Si Demeter est guerrière, Vénus s’arme de ses charmes. Sa force est dans sa faiblesse, sa faiblesse est dans sa force. Ô Vénus tu as su faire, par tes rires et par tes larmes, Attendrir tes ennemis et enlever leur écorce.
L’amour est une bataille qui ne connait pas de loi. Le vainqueur n’a rien gagné, le vaincu n’a rien perdu. La dualité, sans doute, est une œuvre à contremploi Qui s’établit dans l’entente en partageant les vertus.
Aimer sans comprendre l’autre, c’est voué à un échec. Aimer et comprendre l’autre, c’est le début du succès. Aimer sans voir l’intérieur, c’est secouer le milkshake. Aimer et voir l’intérieur, c’est s’ouvrir tous les accès.

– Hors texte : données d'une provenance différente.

use std::fmt;
use std::ops::Range;
use std::str::FromStr;

use ndarray::{stack, Array1, Array2, ArrayD, ArrayView1, ArrayView2, Axis, Ix1, Ix2};
use serde::{Deserialize, Serialize};

use super::filter::{finite_rows, sorted_bounds, sorted_order, Selection};
use super::interp::InterpOptions;
use crate::error::{DataError, Result};

// ---------------------------------------------------------------------------
// Construction options
// ---------------------------------------------------------------------------

/// Clean-up applied while building a [`Data`].
///
/// Deserializes from a mode name or from a bool (`true` is `Both`).
#[derive(Debug, Clone, Copy, PartialEq, Eq, Default, Serialize, Deserialize)]
#[serde(rename_all = "snake_case", try_from = "StripSortRepr")]
pub enum StripSort {
    /// Leave the rows as given.
    #[default]
    None,
    /// Drop rows with a non-finite value, keep the order.
    Strip,
    /// Sort by ascending x, keep non-finite rows.
    Sort,
    /// Drop non-finite rows, then sort by x.
    Both,
}

impl From<bool> for StripSort {
    fn from(flag: bool) -> Self {
        if flag {
            StripSort::Both
        } else {
            StripSort::None
        }
    }
}

impl FromStr for StripSort {
    type Err = DataError;

    fn from_str(s: &str) -> Result<Self> {
        match s.to_ascii_lowercase().as_str() {
            "" | "none" | "false" => Ok(StripSort::None),
            "strip" => Ok(StripSort::Strip),
            "sort" => Ok(StripSort::Sort),
            "both" | "true" | "strip_sort" => Ok(StripSort::Both),
            other => Err(DataError::value(format!(
                "strip_sort must be one of none, strip, sort or both; got '{other}'"
            ))),
        }
    }
}

#[derive(Deserialize)]
#[serde(untagged)]
enum StripSortRepr {
    Flag(bool),
    Name(String),
}

impl TryFrom<StripSortRepr> for StripSort {
    type Error = DataError;

    fn try_from(repr: StripSortRepr) -> Result<Self> {
        match repr {
            StripSortRepr::Flag(flag) => Ok(StripSort::from(flag)),
            StripSortRepr::Name(name) => name.parse(),
        }
    }
}

impl StripSort {
    fn strips(self) -> bool {
        matches!(self, StripSort::Strip | StripSort::Both)
    }

    fn sorts(self) -> bool {
        matches!(self, StripSort::Sort | StripSort::Both)
    }
}

/// Post-construction transforms, applied in order: strip, sort, resample.
#[derive(Debug, Clone, Default, PartialEq, Serialize, Deserialize)]
#[serde(default)]
pub struct DataOptions {
    pub strip_sort: StripSort,
    /// Resample onto an even x grid with this step as the last step of construction.
    pub interp_full: Option<f64>,
}

// ---------------------------------------------------------------------------
// Data – the paired x/y series
// ---------------------------------------------------------------------------

/// A two-column table of `f64`: x (independent) in column 0, y (dependent) in column 1.
///
/// Every transformation returns a new `Data`. The only mutators are the
/// explicit setters and the in-place resampling methods, all of which rebuild
/// the backing matrix through the validating constructor.
#[derive(Debug, Clone, PartialEq)]
pub struct Data {
    values: Array2<f64>,
}

impl Default for Data {
    fn default() -> Self {
        Data {
            values: Array2::zeros((0, 2)),
        }
    }
}

impl Data {
    /// Wrap an N×2 matrix.
    pub fn new(values: Array2<f64>) -> Result<Self> {
        if values.ncols() != 2 {
            return Err(DataError::shape(format!(
                "values needs to be a two column array. values has the shape {:?}",
                values.shape()
            )));
        }
        let values = if values.is_standard_layout() {
            values
        } else {
            values.as_standard_layout().into_owned()
        };
        Ok(Data { values })
    }

    /// Build from dynamically shaped input.
    ///
    /// Without `split_y`, `values` must be 2-D with exactly two columns. With
    /// `split_y`, both must be 1-D and of equal size; `values` is then the x data.
    pub fn from_dyn(values: ArrayD<f64>, split_y: Option<ArrayD<f64>>) -> Result<Self> {
        match split_y {
            Some(y) => {
                if values.ndim() != 1 {
                    return Err(DataError::shape(format!(
                        "If x and y data are split both need to be 1D. values has shape {:?}",
                        values.shape()
                    )));
                }
                if y.ndim() != 1 {
                    return Err(DataError::shape(format!(
                        "If x and y data are split both need to be 1D. split_y has shape {:?}",
                        y.shape()
                    )));
                }
                let x = values
                    .into_dimensionality::<Ix1>()
                    .map_err(|e| DataError::shape(e.to_string()))?;
                let y = y
                    .into_dimensionality::<Ix1>()
                    .map_err(|e| DataError::shape(e.to_string()))?;
                Data::from_columns(x, y)
            }
            None => {
                if values.ndim() != 2 {
                    return Err(DataError::shape(format!(
                        "values needs to be a two column array. values has the shape {:?}",
                        values.shape()
                    )));
                }
                let values = values
                    .into_dimensionality::<Ix2>()
                    .map_err(|e| DataError::shape(e.to_string()))?;
                Data::new(values)
            }
        }
    }

    /// Build from separate x and y columns of equal length.
    pub fn from_columns(x: Array1<f64>, y: Array1<f64>) -> Result<Self> {
        if x.len() != y.len() {
            return Err(DataError::shape(format!(
                "If x and y data are split both need to be the same size. \
                 x has size {} and y has size {}",
                x.len(),
                y.len()
            )));
        }
        let values =
            stack(Axis(1), &[x.view(), y.view()]).map_err(|e| DataError::shape(e.to_string()))?;
        Ok(Data { values })
    }

    /// Build from x and y slices of any type that widens to `f64`.
    pub fn from_xy<T: Copy + Into<f64>>(x: &[T], y: &[T]) -> Result<Self> {
        let x: Array1<f64> = x.iter().map(|&v| v.into()).collect();
        let y: Array1<f64> = y.iter().map(|&v| v.into()).collect();
        Data::from_columns(x, y)
    }

    /// Build from `[x, y]` rows.
    pub fn from_rows(rows: &[[f64; 2]]) -> Self {
        let mut values = Array2::zeros((rows.len(), 2));
        for (mut dst, src) in values.axis_iter_mut(Axis(0)).zip(rows) {
            dst[0] = src[0];
            dst[1] = src[1];
        }
        Data { values }
    }

    /// Wrap `values` and apply `options`.
    pub fn build(values: Array2<f64>, options: &DataOptions) -> Result<Self> {
        Data::new(values)?.with_options(options)
    }

    /// Apply the construction transforms in `options` to this container.
    pub fn with_options(self, options: &DataOptions) -> Result<Self> {
        let mut data = self;
        if options.strip_sort.strips() {
            let before = data.len();
            data = data.strip_nan();
            if data.len() < before {
                log::debug!("stripped {} non-finite rows", before - data.len());
            }
        }
        if options.strip_sort.sorts() {
            data = data.sort();
        }
        if let Some(step) = options.interp_full {
            data.resample_even_in_place(step, &InterpOptions::default())?;
        }
        Ok(data)
    }

    /// Replace y keeping x. The caller guarantees `y.len() == self.len()`.
    pub(crate) fn with_y(&self, y: Array1<f64>) -> Data {
        let mut values = self.values.clone();
        values.column_mut(1).assign(&y);
        Data { values }
    }

    // -- accessors --

    /// The x column.
    pub fn x(&self) -> ArrayView1<'_, f64> {
        self.values.column(0)
    }

    /// The y column.
    pub fn y(&self) -> ArrayView1<'_, f64> {
        self.values.column(1)
    }

    pub fn both(&self) -> (ArrayView1<'_, f64>, ArrayView1<'_, f64>) {
        (self.x(), self.y())
    }

    /// The full N×2 backing matrix.
    pub fn values(&self) -> ArrayView2<'_, f64> {
        self.values.view()
    }

    pub fn into_values(self) -> Array2<f64> {
        self.values
    }

    /// Number of rows.
    pub fn len(&self) -> usize {
        self.values.nrows()
    }

    /// A container with no rows is "empty" (falsy).
    pub fn is_empty(&self) -> bool {
        self.values.nrows() == 0
    }

    /// Iterate over `[x, y]` rows.
    pub fn rows(&self) -> impl Iterator<Item = [f64; 2]> + '_ {
        self.values.axis_iter(Axis(0)).map(|r| [r[0], r[1]])
    }

    /// Smallest x. NaN if any x is NaN or the container is empty.
    pub fn min_x(&self) -> f64 {
        nan_fold(self.x(), f64::min)
    }

    /// Largest x. NaN if any x is NaN or the container is empty.
    pub fn max_x(&self) -> f64 {
        nan_fold(self.x(), f64::max)
    }

    /// Average spacing in x, `(max_x - min_x) / len`.
    pub fn spacing_x(&self) -> f64 {
        (self.max_x() - self.min_x()) / self.len() as f64
    }

    // -- indexing --

    /// The `[x, y]` pair at `index`.
    pub fn row(&self, index: usize) -> Result<[f64; 2]> {
        if index >= self.len() {
            return Err(DataError::index(format!(
                "index {index} is out of bounds for Data of length {}",
                self.len()
            )));
        }
        Ok([self.values[[index, 0]], self.values[[index, 1]]])
    }

    /// A new container over the selected rows.
    pub fn select(&self, selection: impl Into<Selection>) -> Result<Data> {
        let rows = selection.into().resolve(self.len())?;
        Ok(Data {
            values: self.values.select(Axis(0), &rows),
        })
    }

    /// A new container over a contiguous range of rows.
    pub fn slice(&self, range: Range<usize>) -> Result<Data> {
        self.select(range)
    }

    // -- setters --

    /// Overwrite x at the selected rows.
    pub fn set_x(&mut self, selection: impl Into<Selection>, value: impl Into<SetValue>) -> Result<()> {
        self.set_column(0, selection.into(), value.into())
    }

    /// Overwrite y at the selected rows.
    pub fn set_y(&mut self, selection: impl Into<Selection>, value: impl Into<SetValue>) -> Result<()> {
        self.set_column(1, selection.into(), value.into())
    }

    fn set_column(&mut self, column: usize, selection: Selection, value: SetValue) -> Result<()> {
        let rows = selection.resolve(self.len())?;
        let mut values = self.values.clone();
        match value {
            SetValue::Scalar(v) => {
                for &r in &rows {
                    values[[r, column]] = v;
                }
            }
            SetValue::Array(arr) => {
                if arr.len() != rows.len() {
                    return Err(DataError::shape(format!(
                        "the selection has {} rows while the values to set have length {}",
                        rows.len(),
                        arr.len()
                    )));
                }
                for (&r, &v) in rows.iter().zip(arr.iter()) {
                    values[[r, column]] = v;
                }
            }
        }
        *self = Data::new(values)?;
        Ok(())
    }

    /// Overwrite whole rows with a two-column block.
    pub fn set_data(&mut self, selection: impl Into<Selection>, block: ArrayView2<'_, f64>) -> Result<()> {
        let rows = selection.into().resolve(self.len())?;
        if block.ncols() != 2 {
            return Err(DataError::shape(format!(
                "the array to set needs two columns, the shape given was {:?}",
                block.shape()
            )));
        }
        if block.nrows() != rows.len() {
            return Err(DataError::shape(format!(
                "the selection has {} rows while the data to set has {}",
                rows.len(),
                block.nrows()
            )));
        }
        let mut values = self.values.clone();
        for (&r, src) in rows.iter().zip(block.axis_iter(Axis(0))) {
            values.row_mut(r).assign(&src);
        }
        *self = Data::new(values)?;
        Ok(())
    }

    // -- transforms --

    /// Map `f` over the x values.
    pub fn apply_x(&self, f: impl Fn(f64) -> f64) -> Data {
        let mut values = self.values.clone();
        values.column_mut(0).mapv_inplace(f);
        Data { values }
    }

    /// Map `f` over the y values.
    pub fn apply_y(&self, f: impl Fn(f64) -> f64) -> Data {
        self.with_y(self.y().mapv(f))
    }

    /// Rows with `x_min <= x <= x_max`. Assumes x is ascending.
    pub fn x_cut(&self, x_min: f64, x_max: f64) -> Result<Data> {
        if x_min > x_max {
            return Err(DataError::range(format!(
                "x_min ({x_min}) should be smaller than x_max ({x_max})"
            )));
        }
        let bounds = sorted_bounds(self.x(), x_min, x_max);
        self.slice(bounds)
    }

    /// Drop rows containing NaN or infinite values.
    pub fn strip_nan(&self) -> Data {
        let rows = finite_rows(self.values.view());
        Data {
            values: self.values.select(Axis(0), &rows),
        }
    }

    /// Rows reordered by ascending x.
    pub fn sort(&self) -> Data {
        let order = sorted_order(self.x());
        Data {
            values: self.values.select(Axis(0), &order),
        }
    }
}

fn nan_fold(col: ArrayView1<'_, f64>, pick: fn(f64, f64) -> f64) -> f64 {
    let mut iter = col.iter().copied();
    let Some(first) = iter.next() else {
        return f64::NAN;
    };
    iter.fold(first, |acc, v| {
        if acc.is_nan() || v.is_nan() {
            f64::NAN
        } else {
            pick(acc, v)
        }
    })
}

impl TryFrom<Array2<f64>> for Data {
    type Error = DataError;

    fn try_from(values: Array2<f64>) -> Result<Self> {
        Data::new(values)
    }
}

impl From<&Data> for Data {
    fn from(other: &Data) -> Self {
        other.clone()
    }
}

impl fmt::Display for Data {
    fn fmt(&self, f: &mut fmt::Formatter<'_>) -> fmt::Result {
        if self.is_empty() {
            return write!(f, "[]");
        }
        write!(f, "[")?;
        for (i, [x, y]) in self.rows().enumerate() {
            if i > 0 {
                write!(f, "\n ")?;
            }
            write!(f, "[{x} {y}]")?;
        }
        write!(f, "]")
    }
}

// ---------------------------------------------------------------------------
// SetValue – right-hand side of the column setters
// ---------------------------------------------------------------------------

/// Values for [`Data::set_x`] / [`Data::set_y`]: a scalar broadcast to every
/// selected row, or one value per selected row.
#[derive(Debug, Clone, PartialEq)]
pub enum SetValue {
    Scalar(f64),
    Array(Array1<f64>),
}

impl From<f64> for SetValue {
    fn from(v: f64) -> Self {
        SetValue::Scalar(v)
    }
}

impl From<Vec<f64>> for SetValue {
    fn from(v: Vec<f64>) -> Self {
        SetValue::Array(Array1::from_vec(v))
    }
}

impl From<&[f64]> for SetValue {
    fn from(v: &[f64]) -> Self {
        SetValue::Array(Array1::from_vec(v.to_vec()))
    }
}

impl From<Array1<f64>> for SetValue {
    fn from(v: Array1<f64>) -> Self {
        SetValue::Array(v)
    }
}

Vénus, vous êtes, Madame, ce principe féminin Que j’aime de toute mon âme dans mon être masculin. Apprenez-moi à vous peindre, à vous écrire des vers, Je saurai gagner votre âme, Vous serez mon univers.
Quand la flamme s’élève et s’ouvre au crépuscule, C’est la femme divine qui répond au soleil. Elle offre sa corolle et son tendre opercule À l’homme qui saura la sortir du sommeil.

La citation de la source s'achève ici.